In the entries that follow, the lines from the one with "pub struct IndexTemplate;" through the one with "use super::*;" are the ones to write out, exactly and with both ends included. Nothing else should appear.

Collected data entries:
------------------------------------------------------------------------
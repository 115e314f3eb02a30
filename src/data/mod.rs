//! Data module: strided block views, label maps and layout descriptors
#![warn(missing_docs)]

pub mod label;
pub mod label_map;
pub mod layout;
pub mod view;

pub use crate::debug_invariants::DebugInvariants;

pub use label::Label;
pub use label_map::LabelMap;
pub use layout::Axis;
pub use view::{BlockView, Elements};
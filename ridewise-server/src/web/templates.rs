//! Askama templates for the web frontend.

use askama::Template;

use crate::formatter::TripSummary;
use crate::rides::RideOption;

// ============================================================================
// Page Templates (extend base.html)
// ============================================================================

/// Home page with the start/end form.
#[derive(Template)]
#[template(path = "index.html")]
pub struct IndexTemplate;

/// Error page.
#[derive(Template)]
#[template(path = "error.html")]
pub struct ErrorTemplate {
    pub title: String,
    pub message: String,
}

// ============================================================================
// Fragment Templates (AJAX responses, no base.html)
// ============================================================================

/// Trip results fragment: ride cards plus the MyCiTi breakdown.
#[derive(Template)]
#[template(path = "trip_results.html")]
pub struct TripResultsTemplate {
    pub trip: TripSummary,
    pub rides: Vec<RideOption>,
}

/// Inline error fragment shown in place of results.
#[derive(Template)]
#[template(path = "trip_error.html")]
pub struct TripErrorTemplate {
    pub message: String,
    pub retryable: bool,
}

#[cfg(test)]
mod tests {
    use super::*;
    use crate::formatter::{FormatterConfig, summarize};
    use crate::myciti::TripResponse;
    use crate::rides::{RideKind, ride_options};
    use serde_json::json;

    fn trip() -> TripSummary {
        let response = TripResponse::from_value(json!({
            "start": {
                "address": "Civic Centre",
                "nearest_stop": "Civic Centre",
                "distance_meters": 200.0
            },
            "end": {
                "address": "Sea Point",
                "nearest_stop": null,
                "distance_meters": 300.0
            },
            "trip_distance_km": 5.0,
            "is_peak_time": false,
            "fare_rands": 25.0
        }))
        .unwrap();
        summarize(&response, &FormatterConfig::default())
    }

    #[test]
    fn index_renders_form() {
        let html = IndexTemplate.render().unwrap();
        assert!(html.contains("name=\"start\""));
        assert!(html.contains("name=\"end\""));
    }

    #[test]
    fn trip_results_render_cards_and_breakdown() {
        let trip = trip();
        let rides = ride_options(&trip, None);
        let html = TripResultsTemplate { trip, rides }.render().unwrap();

        assert!(html.contains("MyCiTi Bus"));
        assert!(html.contains("E-Hailing"));
        assert!(html.contains("24min"));
        assert!(html.contains("R25.00"));
        assert!(html.contains("R5.00/km"));
        assert!(html.contains("Saver Fare"));
        assert!(html.contains("No stop found"));
        assert!(html.contains("No estimate available"));
    }

    #[test]
    fn ehailing_card_shows_wait() {
        let trip = trip();
        let mut rides = ride_options(&trip, None);
        rides[2] = RideOption::new(RideKind::EHailing)
            .with_estimate("12 mins", "R40.35")
            .with_wait("3 min");
        let html = TripResultsTemplate { trip, rides }.render().unwrap();

        assert!(html.contains("Duration: 12 mins"));
        assert!(html.contains("Cost: R40.35"));
        assert!(html.contains("Wait: 3 min"));
    }

    #[test]
    fn error_fragment_escapes_message() {
        let html = TripErrorTemplate {
            message: "<script>".into(),
            retryable: true,
        }
        .render()
        .unwrap();
        assert!(!html.contains("<script>"));
        assert!(html.contains("try again"));
    }
}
------------------------------------------------------------------------
# OUTPUT FOR THIS EXERCISE
pub struct IndexTemplate;

/// Error page.
#[derive(Template)]
#[template(path = "error.html")]
pub struct ErrorTemplate {
    pub title: String,
    pub message: String,
}

// ============================================================================
// Fragment Templates (AJAX responses, no base.html)
// ============================================================================

/// Trip results fragment: ride cards plus the MyCiTi breakdown.
#[derive(Template)]
#[template(path = "trip_results.html")]
pub struct TripResultsTemplate {
    pub trip: TripSummary,
    pub rides: Vec<RideOption>,
}

/// Inline error fragment shown in place of results.
#[derive(Template)]
#[template(path = "trip_error.html")]
pub struct TripErrorTemplate {
    pub message: String,
    pub retryable: bool,
}

#[cfg(test)]
mod tests {
    use super::*;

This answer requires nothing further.